Nenhum problema do país, e da sua realidade de atraso,
pobreza, exclusão, desigualdade, injustiça, exploração, baixos salários,
ambiente, corrupção, estará presente nas intervenções, ou, se não estiver
ausente, será de forma perversa, para falar de outras coisas
Depois, o resto é
o que se espera. Nenhum problema do país, e da sua realidade de atraso,
pobreza, exclusão, desigualdade, injustiça, exploração, desequilíbrio nas
relações laborais, baixos salários, débil protecção social, ambiente,
corrupção, estará presente nas intervenções, ou, se não estiver ausente, será
de forma perversa, para falar de outras coisas. Nem nenhum problema sério da
direita conservadora, democrática e liberal será lá discutido. Compreende-se
que seja assim, não é para isso que eles vão lá.
Os três problemas
desta direita serão iludidos. O primeiro problema da direita é a ineficácia
eleitoral, não é o adormecimento das pessoas pelas habilidades de Costa, nem a
“perseguição” de que são “vítimas”, nem o esmagar das liberdades do povo
português manipulado pelo PS a pretexto da pandemia. Tretas. O segundo
problema, que é a causa do primeiro, é a sua radicalização e tribalização.

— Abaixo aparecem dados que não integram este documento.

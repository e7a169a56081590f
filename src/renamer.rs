use crate::case::{render, tokenize, CaseStyle};
use crate::cli::output::{self, OutputFormat};
use crate::{ActionStatus, Config, RenameAction, RenameReport};
use anyhow::{Context, Result};
use std::ffi::OsStr;
use std::fs;
use std::path::Path;
use walkdir::WalkDir;

pub struct Renamer {
    style: CaseStyle,
    keep_upper: bool,
    max_depth: usize,
    dry_run: bool,
}

impl Renamer {
    pub fn new(style: CaseStyle, config: &Config, dry_run: bool) -> Self {
        Self {
            style,
            keep_upper: config.keep_upper,
            max_depth: config.depth,
            dry_run,
        }
    }

    /// Process a file or directory root and report every per-file outcome.
    pub fn run(&self, root: &Path, colored: bool, format: &OutputFormat) -> Result<RenameReport> {
        // Absolutize first so a relative root like "." is never mistaken
        // for a hidden entry.
        let root = root
            .canonicalize()
            .with_context(|| format!("Failed to resolve path: {}", root.display()))?;

        let metadata = fs::metadata(&root)
            .with_context(|| format!("Failed to stat path: {}", root.display()))?;

        let mut report = RenameReport::default();

        if metadata.is_dir() {
            if matches!(format, OutputFormat::Text) {
                output::print_heading(&root, colored);
            }
            self.walk(&root, colored, format, &mut report);
        } else {
            // An explicitly named file is processed even if hidden.
            let action = self.rename_file(&root);
            if matches!(format, OutputFormat::Text) {
                output::print_action(&action, colored);
            }
            report.add(action);
        }

        Ok(report)
    }

    fn walk(&self, root: &Path, colored: bool, format: &OutputFormat, report: &mut RenameReport) {
        // The root itself is exempt from the hidden check so that an
        // explicitly named dot-directory is still processed.
        let walker = WalkDir::new(root)
            .max_depth(self.max_depth)
            .sort_by_file_name()
            .into_iter()
            .filter_entry(|entry| entry.depth() == 0 || !is_hidden(entry.file_name()));

        for entry in walker {
            let entry = match entry {
                Ok(entry) => entry,
                Err(err) => {
                    // A broken entry aborts that subtree only, not the walk.
                    eprintln!("Warning: {}", err);
                    report.failed += 1;
                    continue;
                }
            };

            if !entry.file_type().is_file() {
                continue;
            }

            let action = self.rename_file(entry.path());
            if matches!(format, OutputFormat::Text) {
                output::print_action(&action, colored);
            }
            report.add(action);
        }
    }

    fn rename_file(&self, path: &Path) -> RenameAction {
        let dir = path.parent().unwrap_or_else(|| Path::new("")).to_path_buf();

        let file_name = match path.file_name().and_then(OsStr::to_str) {
            Some(name) => name.to_string(),
            None => {
                return RenameAction {
                    dir,
                    old_name: path.display().to_string(),
                    new_name: None,
                    status: ActionStatus::Skipped("file name is not valid UTF-8".to_string()),
                }
            }
        };

        let (stem, ext) = split_stem(&file_name);
        let tokens = tokenize(stem, self.keep_upper);

        let new_stem = match render(&tokens, self.style) {
            Ok(new_stem) => new_stem,
            Err(err) => {
                return RenameAction {
                    dir,
                    old_name: file_name,
                    new_name: None,
                    status: ActionStatus::Skipped(err.to_string()),
                }
            }
        };
        let new_name = format!("{}{}", new_stem, ext);

        if new_name == file_name {
            return RenameAction {
                dir,
                old_name: file_name,
                new_name: Some(new_name),
                status: ActionStatus::Unchanged,
            };
        }

        if self.dry_run {
            return RenameAction {
                dir,
                old_name: file_name,
                new_name: Some(new_name),
                status: ActionStatus::DryRun,
            };
        }

        let target = dir.join(&new_name);
        // On a case-insensitive filesystem a case-only rename makes the
        // target resolve to the source itself; only a different existing
        // entry is a collision.
        let target_occupied = target.exists()
            && fs::canonicalize(&target)
                .map(|existing| existing != path)
                .unwrap_or(true);
        if target_occupied {
            return RenameAction {
                dir,
                old_name: file_name,
                new_name: Some(new_name),
                status: ActionStatus::Failed("target name already exists".to_string()),
            };
        }

        let status = match fs::rename(path, &target) {
            Ok(()) => ActionStatus::Renamed,
            Err(err) => ActionStatus::Failed(err.to_string()),
        };

        RenameAction {
            dir,
            old_name: file_name,
            new_name: Some(new_name),
            status,
        }
    }
}

/// Split a file name into stem and extension, the extension keeping its dot.
/// A name with no dot, or whose only dot is leading, is all stem.
fn split_stem(name: &str) -> (&str, &str) {
    match name.rfind('.') {
        Some(index) if index > 0 => (&name[..index], &name[index..]),
        _ => (name, ""),
    }
}

fn is_hidden(name: &OsStr) -> bool {
    name.to_string_lossy().starts_with('.')
}
pub mod tokenizer;

use lazy_static::lazy_static;
use std::collections::HashSet;
use std::fmt;
use std::str::FromStr;
use thiserror::Error;

pub use tokenizer::tokenize;

lazy_static! {
    // Articles, conjunctions and short prepositions that title case keeps
    // lowercase unless they lead the name.
    static ref SMALL_WORDS: HashSet<&'static str> = [
        "a", "an", "the", "and", "as", "but", "for", "if", "nor", "or",
        "so", "yet", "at", "by", "in", "of", "off", "on", "per", "to",
        "up", "via",
    ]
    .into_iter()
    .collect();
}

/// The seven supported naming conventions.
#[derive(Debug, Clone, Copy, PartialEq, Eq)]
pub enum CaseStyle {
    Title,
    Pascal,
    Camel,
    Snake,
    Kebab,
    PascalSnake,
    PascalKebab,
}

impl FromStr for CaseStyle {
    type Err = String;

    fn from_str(s: &str) -> Result<Self, Self::Err> {
        match s.to_lowercase().as_str() {
            "title" => Ok(CaseStyle::Title),
            "pascal" => Ok(CaseStyle::Pascal),
            "camel" => Ok(CaseStyle::Camel),
            "snake" => Ok(CaseStyle::Snake),
            "kebab" => Ok(CaseStyle::Kebab),
            "pascal-snake" => Ok(CaseStyle::PascalSnake),
            "pascal-kebab" => Ok(CaseStyle::PascalKebab),
            _ => Err(format!(
                "Unknown case style: {} (expected title, pascal, camel, snake, kebab, pascal-snake or pascal-kebab)",
                s
            )),
        }
    }
}

impl fmt::Display for CaseStyle {
    fn fmt(&self, f: &mut fmt::Formatter<'_>) -> fmt::Result {
        match self {
            CaseStyle::Title => write!(f, "title"),
            CaseStyle::Pascal => write!(f, "pascal"),
            CaseStyle::Camel => write!(f, "camel"),
            CaseStyle::Snake => write!(f, "snake"),
            CaseStyle::Kebab => write!(f, "kebab"),
            CaseStyle::PascalSnake => write!(f, "pascal-snake"),
            CaseStyle::PascalKebab => write!(f, "pascal-kebab"),
        }
    }
}

/// Returned when a name tokenizes to nothing, e.g. it consists entirely of
/// delimiter characters.
#[derive(Debug, Error, Clone, PartialEq, Eq)]
#[error("name has no words to convert")]
pub struct EmptyNameError;

/// Join a token sequence into a single stem in the given style.
///
/// The sequence must be non-empty; a stem that tokenized to nothing yields
/// `EmptyNameError` rather than an empty or panicking render.
pub fn render(tokens: &[String], style: CaseStyle) -> Result<String, EmptyNameError> {
    if tokens.is_empty() {
        return Err(EmptyNameError);
    }

    let rendered = match style {
        CaseStyle::Title => tokens
            .iter()
            .enumerate()
            .map(|(index, token)| {
                if index != 0 && SMALL_WORDS.contains(token.to_lowercase().as_str()) {
                    token.clone()
                } else {
                    capitalize(token)
                }
            })
            .collect::<Vec<_>>()
            .join(" "),
        CaseStyle::Pascal => tokens.iter().map(|token| capitalize(token)).collect(),
        CaseStyle::Camel => tokens
            .iter()
            .enumerate()
            .map(|(index, token)| {
                if index == 0 {
                    token.clone()
                } else {
                    capitalize(token)
                }
            })
            .collect(),
        CaseStyle::Snake => tokens.join("_"),
        CaseStyle::Kebab => tokens.join("-"),
        CaseStyle::PascalSnake => tokens
            .iter()
            .map(|token| capitalize(token))
            .collect::<Vec<_>>()
            .join("_"),
        CaseStyle::PascalKebab => tokens
            .iter()
            .map(|token| capitalize(token))
            .collect::<Vec<_>>()
            .join("-"),
    };

    Ok(rendered)
}

// Uppercases the first character only, so a preserved all-upper token keeps
// its interior casing.
fn capitalize(token: &str) -> String {
    let mut chars = token.chars();
    match chars.next() {
        Some(first) => first.to_uppercase().chain(chars).collect(),
        None => String::new(),
    }
}

#[cfg(test)]
mod tests {
    use super::*;

    fn tokens(words: &[&str]) -> Vec<String> {
        words.iter().map(|word| word.to_string()).collect()
    }

    #[test]
    fn test_title_case_keeps_small_words_lowercase() {
        assert_eq!(
            render(
                &tokens(&["this", "is", "an", "random", "example"]),
                CaseStyle::Title
            )
            .unwrap(),
            "This Is an Random Example"
        );
        assert_eq!(
            render(
                &tokens(&["an", "example", "starts", "with", "a", "short"]),
                CaseStyle::Title
            )
            .unwrap(),
            "An Example Starts With a Short"
        );
    }

    #[test]
    fn test_title_case_always_capitalizes_first_token() {
        assert_eq!(
            render(&tokens(&["an", "apple"]), CaseStyle::Title).unwrap(),
            "An Apple"
        );
    }

    #[test]
    fn test_pascal_case_concatenates_capitalized_tokens() {
        assert_eq!(
            render(
                &tokens(&["this", "is", "an", "random", "example"]),
                CaseStyle::Pascal
            )
            .unwrap(),
            "ThisIsAnRandomExample"
        );
        assert_eq!(
            render(
                &tokens(&["an", "example", "starts", "with", "a", "short"]),
                CaseStyle::Pascal
            )
            .unwrap(),
            "AnExampleStartsWithAShort"
        );
    }

    #[test]
    fn test_camel_case_leaves_first_token_untouched() {
        assert_eq!(
            render(
                &tokens(&["this", "is", "an", "random", "example"]),
                CaseStyle::Camel
            )
            .unwrap(),
            "thisIsAnRandomExample"
        );
        assert_eq!(
            render(
                &tokens(&["an", "example", "starts", "with", "a", "short"]),
                CaseStyle::Camel
            )
            .unwrap(),
            "anExampleStartsWithAShort"
        );
    }

    #[test]
    fn test_snake_and_kebab_join_without_case_change() {
        let words = tokens(&["this", "is", "an", "random", "example"]);
        assert_eq!(
            render(&words, CaseStyle::Snake).unwrap(),
            "this_is_an_random_example"
        );
        assert_eq!(
            render(&words, CaseStyle::Kebab).unwrap(),
            "this-is-an-random-example"
        );
    }

    #[test]
    fn test_pascal_snake_and_pascal_kebab() {
        let words = tokens(&["this", "is", "an", "random", "example"]);
        assert_eq!(
            render(&words, CaseStyle::PascalSnake).unwrap(),
            "This_Is_An_Random_Example"
        );
        assert_eq!(
            render(&words, CaseStyle::PascalKebab).unwrap(),
            "This-Is-An-Random-Example"
        );
    }

    #[test]
    fn test_preserved_tokens_keep_interior_casing() {
        let words = tokens(&["go", "IS", "fun"]);
        assert_eq!(render(&words, CaseStyle::Pascal).unwrap(), "GoISFun");
        assert_eq!(render(&words, CaseStyle::Title).unwrap(), "Go IS Fun");
        assert_eq!(render(&words, CaseStyle::Kebab).unwrap(), "go-IS-fun");
    }

    #[test]
    fn test_empty_token_sequence_is_an_error() {
        assert_eq!(render(&[], CaseStyle::Snake), Err(EmptyNameError));
    }

    #[test]
    fn test_round_trip_through_snake_and_kebab() {
        let original = tokenize("This-is_an_random-Name", false);

        let snake = render(&original, CaseStyle::Snake).unwrap();
        assert_eq!(tokenize(&snake, false), original);

        let kebab = render(&original, CaseStyle::Kebab).unwrap();
        assert_eq!(tokenize(&kebab, false), original);
    }

    #[test]
    fn test_case_style_parses_all_seven_names() {
        for name in [
            "title",
            "pascal",
            "camel",
            "snake",
            "kebab",
            "pascal-snake",
            "pascal-kebab",
        ] {
            let style: CaseStyle = name.parse().unwrap();
            assert_eq!(style.to_string(), name);
        }

        assert!("studly".parse::<CaseStyle>().is_err());
    }
}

Criam grande identidade e militância, para dentro, mas marcam fronteiras de
ferro e fogo para fora. Para além da sua fronteira, todos são comunistas ou
idiotas úteis da esquerda. E a tribo está longe de ser grande, daí o desejo de
capturarem o PSD e o estarem à vontade com o Chega, porque precisam do
populismo agressivo. Desprezam-no como gente fina que são, mas precisam de
alguma rua. O terceiro problema, que deriva do segundo e explica o primeiro, é
a errada análise da realidade política, com uma aproximação ideológica e
política que tem medo de dizer ao que vem, com uma enorme ambiguidade em
relação à ditadura e à guerra colonial, com contradições profundas entre um
nacionalismo de bandeira e a aceitação do poder não-democrático da Europa, se
lhes servir de reforço para a TINA, entre o reaccionarismo de costumes, a
agenda evangélica à portuguesa e às modas a que são sensíveis pela idade e pelo
corpo, entre o machismo, a xenofobia, o racismo e o autoritarismo para que
tendem, e a perversão da palavra liberdade.
Tenham, pois, uma
boa convenção. Mas, o que é que Rui Rio está a fazer lá?